Across the entries below, count the lines that contain the word "MutexGuard" and reply with that number only.

====

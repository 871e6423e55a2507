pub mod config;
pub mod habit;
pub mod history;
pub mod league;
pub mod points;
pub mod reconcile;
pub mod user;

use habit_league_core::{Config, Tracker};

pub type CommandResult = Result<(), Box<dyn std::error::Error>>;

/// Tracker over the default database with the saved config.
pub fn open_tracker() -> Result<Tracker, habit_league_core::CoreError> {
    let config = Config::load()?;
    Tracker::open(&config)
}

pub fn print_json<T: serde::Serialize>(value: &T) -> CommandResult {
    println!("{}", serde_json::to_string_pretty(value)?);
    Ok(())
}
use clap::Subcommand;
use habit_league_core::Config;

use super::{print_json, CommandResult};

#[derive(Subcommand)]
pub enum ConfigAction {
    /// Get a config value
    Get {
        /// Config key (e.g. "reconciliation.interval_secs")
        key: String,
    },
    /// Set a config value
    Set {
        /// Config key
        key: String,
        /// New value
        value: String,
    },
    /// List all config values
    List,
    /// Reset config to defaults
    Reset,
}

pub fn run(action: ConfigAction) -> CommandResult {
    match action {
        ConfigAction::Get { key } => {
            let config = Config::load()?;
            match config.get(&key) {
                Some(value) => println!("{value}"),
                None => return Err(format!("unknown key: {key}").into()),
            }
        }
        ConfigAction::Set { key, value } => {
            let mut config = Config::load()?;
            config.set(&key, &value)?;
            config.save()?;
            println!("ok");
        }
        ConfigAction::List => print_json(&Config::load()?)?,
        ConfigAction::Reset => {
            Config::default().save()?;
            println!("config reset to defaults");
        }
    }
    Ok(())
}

====

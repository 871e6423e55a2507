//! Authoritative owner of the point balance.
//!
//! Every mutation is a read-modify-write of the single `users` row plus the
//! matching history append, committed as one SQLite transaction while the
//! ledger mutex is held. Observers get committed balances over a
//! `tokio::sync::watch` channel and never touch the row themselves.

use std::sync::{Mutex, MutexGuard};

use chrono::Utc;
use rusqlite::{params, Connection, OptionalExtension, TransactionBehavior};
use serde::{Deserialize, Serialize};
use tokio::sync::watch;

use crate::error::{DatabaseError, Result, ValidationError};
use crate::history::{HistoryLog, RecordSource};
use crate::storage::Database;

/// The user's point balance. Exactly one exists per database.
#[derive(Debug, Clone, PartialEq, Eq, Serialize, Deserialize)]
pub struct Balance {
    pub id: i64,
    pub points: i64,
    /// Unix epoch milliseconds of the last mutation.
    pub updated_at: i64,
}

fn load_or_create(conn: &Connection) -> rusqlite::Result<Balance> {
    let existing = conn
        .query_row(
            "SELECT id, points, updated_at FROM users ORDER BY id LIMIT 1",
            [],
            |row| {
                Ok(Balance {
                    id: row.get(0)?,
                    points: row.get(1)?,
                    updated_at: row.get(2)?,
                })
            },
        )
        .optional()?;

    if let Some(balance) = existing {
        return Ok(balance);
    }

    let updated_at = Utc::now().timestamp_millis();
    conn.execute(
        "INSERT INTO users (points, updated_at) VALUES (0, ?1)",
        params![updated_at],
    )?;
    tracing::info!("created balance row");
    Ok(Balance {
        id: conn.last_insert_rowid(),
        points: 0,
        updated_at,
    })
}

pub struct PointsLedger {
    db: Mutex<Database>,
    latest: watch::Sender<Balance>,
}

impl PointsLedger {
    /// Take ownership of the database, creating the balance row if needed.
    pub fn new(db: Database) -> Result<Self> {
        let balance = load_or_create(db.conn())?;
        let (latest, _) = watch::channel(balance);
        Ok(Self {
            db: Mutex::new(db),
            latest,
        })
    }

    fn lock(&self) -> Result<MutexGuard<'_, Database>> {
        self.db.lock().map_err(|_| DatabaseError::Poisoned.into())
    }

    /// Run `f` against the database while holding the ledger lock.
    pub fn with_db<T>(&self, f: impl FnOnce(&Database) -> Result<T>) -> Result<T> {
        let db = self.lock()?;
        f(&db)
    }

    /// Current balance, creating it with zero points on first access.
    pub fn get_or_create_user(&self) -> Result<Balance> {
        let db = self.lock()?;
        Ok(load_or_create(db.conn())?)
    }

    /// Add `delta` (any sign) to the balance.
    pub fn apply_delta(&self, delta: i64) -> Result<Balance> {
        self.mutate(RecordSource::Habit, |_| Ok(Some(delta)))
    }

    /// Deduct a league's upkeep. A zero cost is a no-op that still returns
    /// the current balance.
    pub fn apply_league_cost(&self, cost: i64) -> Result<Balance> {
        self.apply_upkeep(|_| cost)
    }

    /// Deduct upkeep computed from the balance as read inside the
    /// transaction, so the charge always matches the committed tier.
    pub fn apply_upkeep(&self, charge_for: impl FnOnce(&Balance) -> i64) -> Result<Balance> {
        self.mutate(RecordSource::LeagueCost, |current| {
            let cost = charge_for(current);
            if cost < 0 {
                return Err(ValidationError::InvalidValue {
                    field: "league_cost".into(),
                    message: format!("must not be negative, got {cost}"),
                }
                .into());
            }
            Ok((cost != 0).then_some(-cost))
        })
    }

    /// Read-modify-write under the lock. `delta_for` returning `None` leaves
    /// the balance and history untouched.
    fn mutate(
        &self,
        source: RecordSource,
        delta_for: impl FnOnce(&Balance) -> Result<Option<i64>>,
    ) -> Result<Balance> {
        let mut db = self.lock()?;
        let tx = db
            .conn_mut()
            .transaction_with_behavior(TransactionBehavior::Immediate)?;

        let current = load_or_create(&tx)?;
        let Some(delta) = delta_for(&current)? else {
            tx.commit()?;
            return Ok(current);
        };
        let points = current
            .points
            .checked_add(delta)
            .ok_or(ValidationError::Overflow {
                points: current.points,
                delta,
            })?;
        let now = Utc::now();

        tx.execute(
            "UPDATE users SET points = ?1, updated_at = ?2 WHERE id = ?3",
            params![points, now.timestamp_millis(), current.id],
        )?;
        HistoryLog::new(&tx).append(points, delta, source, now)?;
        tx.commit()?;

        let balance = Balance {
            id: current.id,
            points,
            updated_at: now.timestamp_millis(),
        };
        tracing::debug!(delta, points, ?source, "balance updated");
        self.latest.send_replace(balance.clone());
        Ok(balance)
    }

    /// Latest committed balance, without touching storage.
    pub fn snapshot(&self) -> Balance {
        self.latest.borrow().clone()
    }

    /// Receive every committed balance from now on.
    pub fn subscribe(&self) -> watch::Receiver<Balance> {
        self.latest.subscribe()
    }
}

====

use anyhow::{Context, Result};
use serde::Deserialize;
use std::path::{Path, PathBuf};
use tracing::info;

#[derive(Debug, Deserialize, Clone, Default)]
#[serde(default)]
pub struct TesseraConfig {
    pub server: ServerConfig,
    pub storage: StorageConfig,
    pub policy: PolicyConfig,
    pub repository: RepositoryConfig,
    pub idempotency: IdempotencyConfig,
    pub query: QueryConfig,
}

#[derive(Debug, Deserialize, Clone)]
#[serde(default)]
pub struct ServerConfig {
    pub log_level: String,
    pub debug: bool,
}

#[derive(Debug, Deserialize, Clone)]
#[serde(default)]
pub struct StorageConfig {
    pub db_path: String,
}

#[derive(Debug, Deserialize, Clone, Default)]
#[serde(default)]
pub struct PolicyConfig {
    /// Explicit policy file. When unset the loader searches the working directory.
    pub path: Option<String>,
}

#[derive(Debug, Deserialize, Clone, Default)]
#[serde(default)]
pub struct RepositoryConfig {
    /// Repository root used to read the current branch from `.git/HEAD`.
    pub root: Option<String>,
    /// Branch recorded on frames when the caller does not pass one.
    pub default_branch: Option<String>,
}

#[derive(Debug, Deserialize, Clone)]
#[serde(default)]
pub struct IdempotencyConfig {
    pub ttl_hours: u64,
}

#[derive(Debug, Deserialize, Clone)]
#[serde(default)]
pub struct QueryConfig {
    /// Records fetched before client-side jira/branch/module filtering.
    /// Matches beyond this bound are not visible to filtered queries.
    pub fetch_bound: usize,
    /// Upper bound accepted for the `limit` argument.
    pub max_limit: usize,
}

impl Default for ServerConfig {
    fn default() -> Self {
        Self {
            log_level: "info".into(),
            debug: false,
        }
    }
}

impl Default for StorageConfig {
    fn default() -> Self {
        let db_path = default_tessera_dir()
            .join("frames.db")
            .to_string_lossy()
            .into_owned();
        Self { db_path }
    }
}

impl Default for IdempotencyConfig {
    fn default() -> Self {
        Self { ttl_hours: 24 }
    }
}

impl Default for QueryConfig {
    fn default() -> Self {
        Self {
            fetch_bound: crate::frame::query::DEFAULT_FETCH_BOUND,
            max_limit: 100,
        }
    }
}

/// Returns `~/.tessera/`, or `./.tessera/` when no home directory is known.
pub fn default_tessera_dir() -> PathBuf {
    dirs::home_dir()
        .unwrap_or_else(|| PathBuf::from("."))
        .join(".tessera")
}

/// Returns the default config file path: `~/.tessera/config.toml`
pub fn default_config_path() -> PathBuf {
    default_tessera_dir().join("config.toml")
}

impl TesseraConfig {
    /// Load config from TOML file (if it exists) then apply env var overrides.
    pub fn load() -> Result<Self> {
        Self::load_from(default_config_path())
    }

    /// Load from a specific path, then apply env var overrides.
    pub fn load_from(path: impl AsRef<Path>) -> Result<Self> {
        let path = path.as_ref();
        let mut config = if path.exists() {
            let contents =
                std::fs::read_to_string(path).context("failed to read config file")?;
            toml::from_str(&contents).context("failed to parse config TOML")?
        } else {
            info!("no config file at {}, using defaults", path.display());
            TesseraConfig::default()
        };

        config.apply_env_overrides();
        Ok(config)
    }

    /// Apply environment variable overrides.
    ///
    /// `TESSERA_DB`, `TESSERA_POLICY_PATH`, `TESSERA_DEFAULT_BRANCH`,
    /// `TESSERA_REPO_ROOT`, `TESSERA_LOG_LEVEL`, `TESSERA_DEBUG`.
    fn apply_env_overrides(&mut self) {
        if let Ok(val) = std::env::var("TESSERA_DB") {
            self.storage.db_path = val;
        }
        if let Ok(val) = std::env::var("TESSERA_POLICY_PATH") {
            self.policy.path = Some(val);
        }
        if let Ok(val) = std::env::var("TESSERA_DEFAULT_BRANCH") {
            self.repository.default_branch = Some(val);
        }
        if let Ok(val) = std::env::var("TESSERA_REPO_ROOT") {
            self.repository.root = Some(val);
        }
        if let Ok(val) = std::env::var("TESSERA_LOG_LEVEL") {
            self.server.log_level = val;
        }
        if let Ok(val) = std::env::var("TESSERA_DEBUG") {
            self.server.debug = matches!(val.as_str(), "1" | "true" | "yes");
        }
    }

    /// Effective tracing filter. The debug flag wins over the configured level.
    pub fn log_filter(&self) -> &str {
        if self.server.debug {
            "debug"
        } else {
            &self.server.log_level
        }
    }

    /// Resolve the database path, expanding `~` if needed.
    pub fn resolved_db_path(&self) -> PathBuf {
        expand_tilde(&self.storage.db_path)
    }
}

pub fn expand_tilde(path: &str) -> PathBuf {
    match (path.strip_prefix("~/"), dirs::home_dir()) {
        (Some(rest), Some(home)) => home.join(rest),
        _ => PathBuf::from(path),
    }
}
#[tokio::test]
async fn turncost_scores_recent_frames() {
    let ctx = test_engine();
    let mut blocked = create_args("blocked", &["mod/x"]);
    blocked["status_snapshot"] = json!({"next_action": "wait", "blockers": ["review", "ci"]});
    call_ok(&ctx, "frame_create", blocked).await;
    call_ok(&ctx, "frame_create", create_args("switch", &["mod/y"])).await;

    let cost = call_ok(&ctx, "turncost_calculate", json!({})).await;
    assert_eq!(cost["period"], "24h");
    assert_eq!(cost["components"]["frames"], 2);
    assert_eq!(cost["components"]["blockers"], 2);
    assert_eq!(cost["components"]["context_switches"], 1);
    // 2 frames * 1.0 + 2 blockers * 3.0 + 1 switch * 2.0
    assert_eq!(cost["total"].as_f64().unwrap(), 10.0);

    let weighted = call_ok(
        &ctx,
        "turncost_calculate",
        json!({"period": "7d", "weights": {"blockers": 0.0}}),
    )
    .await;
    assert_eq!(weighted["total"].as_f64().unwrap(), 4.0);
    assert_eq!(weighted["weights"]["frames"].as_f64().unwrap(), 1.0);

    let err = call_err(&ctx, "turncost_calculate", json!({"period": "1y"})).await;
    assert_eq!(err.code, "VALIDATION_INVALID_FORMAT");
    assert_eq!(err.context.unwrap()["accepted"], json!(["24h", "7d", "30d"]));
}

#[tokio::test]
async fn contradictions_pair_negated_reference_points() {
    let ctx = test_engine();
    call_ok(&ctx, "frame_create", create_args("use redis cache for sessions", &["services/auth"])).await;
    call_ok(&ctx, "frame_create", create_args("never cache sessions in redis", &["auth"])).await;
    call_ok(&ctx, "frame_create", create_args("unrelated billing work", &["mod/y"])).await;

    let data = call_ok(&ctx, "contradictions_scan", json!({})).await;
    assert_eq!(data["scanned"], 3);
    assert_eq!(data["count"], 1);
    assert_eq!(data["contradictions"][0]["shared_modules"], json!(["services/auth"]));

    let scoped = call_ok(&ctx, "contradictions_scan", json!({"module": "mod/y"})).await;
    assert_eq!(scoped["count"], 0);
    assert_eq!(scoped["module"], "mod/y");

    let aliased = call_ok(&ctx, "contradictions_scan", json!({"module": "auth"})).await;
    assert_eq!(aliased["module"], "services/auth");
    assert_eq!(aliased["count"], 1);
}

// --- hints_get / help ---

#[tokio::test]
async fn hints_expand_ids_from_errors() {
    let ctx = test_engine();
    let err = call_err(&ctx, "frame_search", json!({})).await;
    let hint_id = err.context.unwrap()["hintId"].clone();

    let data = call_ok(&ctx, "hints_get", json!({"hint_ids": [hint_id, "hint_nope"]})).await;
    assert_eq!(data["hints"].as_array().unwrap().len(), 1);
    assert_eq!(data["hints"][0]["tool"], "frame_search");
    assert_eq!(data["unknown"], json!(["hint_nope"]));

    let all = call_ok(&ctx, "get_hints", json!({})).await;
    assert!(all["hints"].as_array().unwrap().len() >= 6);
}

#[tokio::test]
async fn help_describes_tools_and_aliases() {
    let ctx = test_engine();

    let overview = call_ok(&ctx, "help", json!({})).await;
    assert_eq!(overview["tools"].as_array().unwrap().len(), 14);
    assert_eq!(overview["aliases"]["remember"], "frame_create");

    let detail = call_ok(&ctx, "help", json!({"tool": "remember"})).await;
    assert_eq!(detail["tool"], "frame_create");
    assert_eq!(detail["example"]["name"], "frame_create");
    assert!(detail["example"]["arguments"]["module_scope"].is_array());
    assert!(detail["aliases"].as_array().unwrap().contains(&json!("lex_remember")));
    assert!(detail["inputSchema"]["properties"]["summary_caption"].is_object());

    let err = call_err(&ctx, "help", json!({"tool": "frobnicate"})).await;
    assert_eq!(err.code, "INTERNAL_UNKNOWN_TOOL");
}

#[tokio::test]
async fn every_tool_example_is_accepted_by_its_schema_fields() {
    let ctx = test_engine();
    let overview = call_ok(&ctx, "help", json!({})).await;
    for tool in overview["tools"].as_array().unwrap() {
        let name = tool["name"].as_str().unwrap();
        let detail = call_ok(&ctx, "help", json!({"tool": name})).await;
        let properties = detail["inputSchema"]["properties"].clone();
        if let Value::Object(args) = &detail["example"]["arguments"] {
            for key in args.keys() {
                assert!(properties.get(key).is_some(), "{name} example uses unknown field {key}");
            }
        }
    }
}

====

▸ Problem solution: 2